AMOR CIEGO (nuevo) V. S. PRITCHETT

AMOR CIEGO (nuevo)  V. S. PRITCHETT
La Bestia Equilátera, Bs As, 2012, 20x13, 288 pp. Tapa blanda con solapas, rustica original de editor, ejemplar sin uso, excelente estado.

Con un talento magistral para el diálogo, y para volver extrañas situaciones en apariencia ordinarias, los cuentos de Amor ciego funcionan como puerta de entrada a la obra del inglés V.S. Pritchett. “Un cuento es algo que se ve de reojo, mientras pasa”. La cita es del inglés Victor Sawdon Pritchett, más conocido como V.S. Pritchett, aunque lo de conocido es, en este caso, relativo: si bien la literatura de Pritchett está muy difundida en Inglaterra y los Estados Unidos, casi no ha sido traducida al español. Nacido en 1900 y muerto en 1997, Pritchett es ya un hombre de otra época. De ese anacronismo da cuenta la definición que de él hizo Paul Theroux y que la contratapa de Amor ciego registra: “El último hombre de letras”. Algo de eso hay en la vida de este escritor autodidacta que dejó la escuela a los quince años para trabajar, viajar y leer todo lo que estuviera a su alcance.

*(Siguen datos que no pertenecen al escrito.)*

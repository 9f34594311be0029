//! Known model identifiers and their mock profiles.
//!
//! The catalog is built once at startup and shared read-only with every
//! request handler. Lookups for unknown identifiers fall back to
//! [`DEFAULT_MODEL_ID`].

/// Model whose profile answers for identifiers the catalog does not know.
pub const DEFAULT_MODEL_ID: &str = "anthropic.claude-3-sonnet-20240229-v1:0";

/// Static description of a simulated model.
#[derive(Debug, Clone, Copy, PartialEq, Eq)]
pub struct ModelProfile {
    /// Name reported in responses (the Claude `model` field, output text).
    pub display_name: &'static str,
    /// Declared output ceiling. Informational only, never enforced.
    pub max_tokens: u32,
}

const BUILTIN_MODELS: &[(&str, ModelProfile)] = &[
    (
        "anthropic.claude-3-5-sonnet-20240620-v1:0",
        ModelProfile {
            display_name: "claude-3-5-sonnet-20240620",
            max_tokens: 8192,
        },
    ),
    (
        DEFAULT_MODEL_ID,
        ModelProfile {
            display_name: "claude-3-sonnet-20240229",
            max_tokens: 4096,
        },
    ),
    (
        "anthropic.claude-3-haiku-20240307-v1:0",
        ModelProfile {
            display_name: "claude-3-haiku-20240307",
            max_tokens: 4096,
        },
    ),
    (
        "amazon.titan-text-express-v1",
        ModelProfile {
            display_name: "titan-text-express",
            max_tokens: 4096,
        },
    ),
];

/// Immutable lookup table from model identifier to [`ModelProfile`].
#[derive(Debug, Clone)]
pub struct ModelCatalog {
    /// Entries in declaration order.
    entries: Vec<(&'static str, ModelProfile)>,
    /// Profile used when a lookup misses.
    fallback: ModelProfile,
}

impl ModelCatalog {
    /// The four Bedrock models the mock advertises.
    pub fn builtin() -> Self {
        let fallback = BUILTIN_MODELS
            .iter()
            .find(|(id, _)| *id == DEFAULT_MODEL_ID)
            .map(|(_, profile)| *profile)
            .unwrap_or(BUILTIN_MODELS[0].1);
        Self {
            entries: BUILTIN_MODELS.to_vec(),
            fallback,
        }
    }

    /// Exact lookup without fallback.
    pub fn get(&self, model_id: &str) -> Option<&ModelProfile> {
        self.entries
            .iter()
            .find(|(id, _)| *id == model_id)
            .map(|(_, profile)| profile)
    }

    /// Lookup with fallback to the default profile.
    pub fn resolve(&self, model_id: &str) -> &ModelProfile {
        self.get(model_id).unwrap_or(&self.fallback)
    }

    /// Known identifiers in declaration order.
    pub fn ids(&self) -> impl Iterator<Item = &'static str> + '_ {
        self.entries.iter().map(|(id, _)| *id)
    }

    /// Number of known models.
    pub fn len(&self) -> usize {
        self.entries.len()
    }

    /// Whether the catalog has no entries.
    pub fn is_empty(&self) -> bool {
        self.entries.is_empty()
    }
}

impl Default for ModelCatalog {
    fn default() -> Self {
        Self::builtin()
    }
}
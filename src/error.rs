//! Error types for the mock Bedrock server.
//!
//! Only [`MockError::Validation`] can be produced while serving a request.
//! The remaining variants surface at startup (bad configuration, bind
//! failures) and never reach a client.

use axum::Json;
use axum::http::StatusCode;
use axum::response::{IntoResponse, Response};
use serde::{Deserialize, Serialize};

/// Top-level error type for the mock server.
#[derive(Debug, thiserror::Error)]
pub enum MockError {
    /// The request body was present but could not be parsed as JSON.
    #[error("{0}")]
    Validation(String),

    /// A response payload could not be serialized.
    #[error("serialization error: {0}")]
    Serialization(#[from] serde_json::Error),

    /// Invalid server configuration.
    #[error("config error: {0}")]
    Config(String),

    /// I/O error (listener bind, local address lookup).
    #[error("I/O error: {0}")]
    Io(#[from] std::io::Error),
}

impl MockError {
    /// Bedrock exception name reported in the `__type` field.
    pub fn exception_type(&self) -> &'static str {
        match self {
            Self::Validation(_) => "ValidationException",
            _ => "InternalServerException",
        }
    }

    /// HTTP status code this error maps to.
    pub fn status(&self) -> StatusCode {
        match self {
            Self::Validation(_) => StatusCode::BAD_REQUEST,
            _ => StatusCode::INTERNAL_SERVER_ERROR,
        }
    }
}

/// Bedrock-style error body: `{"__type": ..., "message": ...}`.
#[derive(Debug, Clone, Serialize, Deserialize)]
pub struct ErrorResponse {
    /// Exception name, e.g. `"ValidationException"`.
    #[serde(rename = "__type")]
    pub error_type: String,
    /// Human-readable error message.
    pub message: String,
}

impl IntoResponse for MockError {
    fn into_response(self) -> Response {
        let body = ErrorResponse {
            error_type: self.exception_type().to_owned(),
            message: self.to_string(),
        };
        (self.status(), Json(body)).into_response()
    }
}

/// Convenience result type.
pub type Result<T> = std::result::Result<T, MockError>;
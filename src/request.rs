//! Invocation request bodies.
//!
//! Bodies are kept as untyped JSON. The mock accepts any shape and only
//! projects `messages` or `prompt` to size the input.

use crate::error::MockError;
use serde_json::Value;

/// Maximum number of characters of the body echoed into the request log.
pub const LOG_PREVIEW_CHARS: usize = 200;

/// A parsed invocation body.
#[derive(Debug, Clone, PartialEq)]
pub struct InvocationRequest {
    body: Value,
}

impl InvocationRequest {
    /// Parse a raw request body.
    ///
    /// An empty body, or a literal JSON `null`, is treated as `{}`.
    ///
    /// # Errors
    ///
    /// Returns [`MockError::Validation`] if the body is non-empty and not
    /// valid JSON.
    pub fn parse(raw: &[u8]) -> Result<Self, MockError> {
        if raw.is_empty() {
            return Ok(Self::empty());
        }
        let body: Value = serde_json::from_slice(raw)
            .map_err(|e| MockError::Validation(format!("Invalid JSON: {e}")))?;
        if body.is_null() {
            return Ok(Self::empty());
        }
        Ok(Self { body })
    }

    /// `{}`
    pub fn empty() -> Self {
        Self {
            body: Value::Object(serde_json::Map::new()),
        }
    }

    /// The raw JSON document.
    pub fn body(&self) -> &Value {
        &self.body
    }

    /// The field used to size the input: `messages` if set, else `prompt`.
    ///
    /// A field counts as set unless it is missing, `null`, `false`, `0` or
    /// an empty string.
    pub fn prompt_source(&self) -> Option<&Value> {
        ["messages", "prompt"]
            .into_iter()
            .filter_map(|key| self.body.get(key))
            .find(|value| is_set(value))
    }

    /// Compact JSON encoding of [`prompt_source`](Self::prompt_source), or
    /// `""` (the encoded empty string) when neither field is set.
    ///
    /// Integral floats are written without a fraction (`1.0` as `1`), the
    /// way JavaScript clients encode them.
    pub fn prompt_text(&self) -> String {
        match self.prompt_source() {
            Some(value) => integral_floats_as_ints(value).to_string(),
            None => Value::String(String::new()).to_string(),
        }
    }

    /// Serialized body truncated to `max_chars`, suffixed with `...`.
    pub fn log_preview(&self, max_chars: usize) -> String {
        let mut preview: String = self.body.to_string().chars().take(max_chars).collect();
        preview.push_str("...");
        preview
    }
}

fn integral_floats_as_ints(value: &Value) -> Value {
    match value {
        Value::Number(n) if n.is_f64() => n
            .as_f64()
            .filter(|f| f.fract() == 0.0 && f.abs() < i64::MAX as f64)
            .map_or_else(|| value.clone(), |f| Value::from(f as i64)),
        Value::Array(items) => Value::Array(items.iter().map(integral_floats_as_ints).collect()),
        Value::Object(map) => Value::Object(
            map.iter()
                .map(|(k, v)| (k.clone(), integral_floats_as_ints(v)))
                .collect(),
        ),
        _ => value.clone(),
    }
}

fn is_set(value: &Value) -> bool {
    match value {
        Value::Null => false,
        Value::Bool(b) => *b,
        Value::Number(n) => n.as_f64().is_some_and(|f| f != 0.0 && !f.is_nan()),
        Value::String(s) => !s.is_empty(),
        Value::Array(_) | Value::Object(_) => true,
    }
}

Sus cuentos hicieron siempre un culto de la construcción de situaciones ordinarias hasta el detalle que las vuelve extrañas, y de un oído magistral para el diálogo. Estas características se pueden leer también en los seis cuentos que integran Amor ciego, que pertenecen a distintas etapas de la producción de Pritchett y que siguen dos hilos conductores: son algunos de sus cuentos más celebrados y todos ellos tienen por eje temático el amor (en sus muy distintas formas).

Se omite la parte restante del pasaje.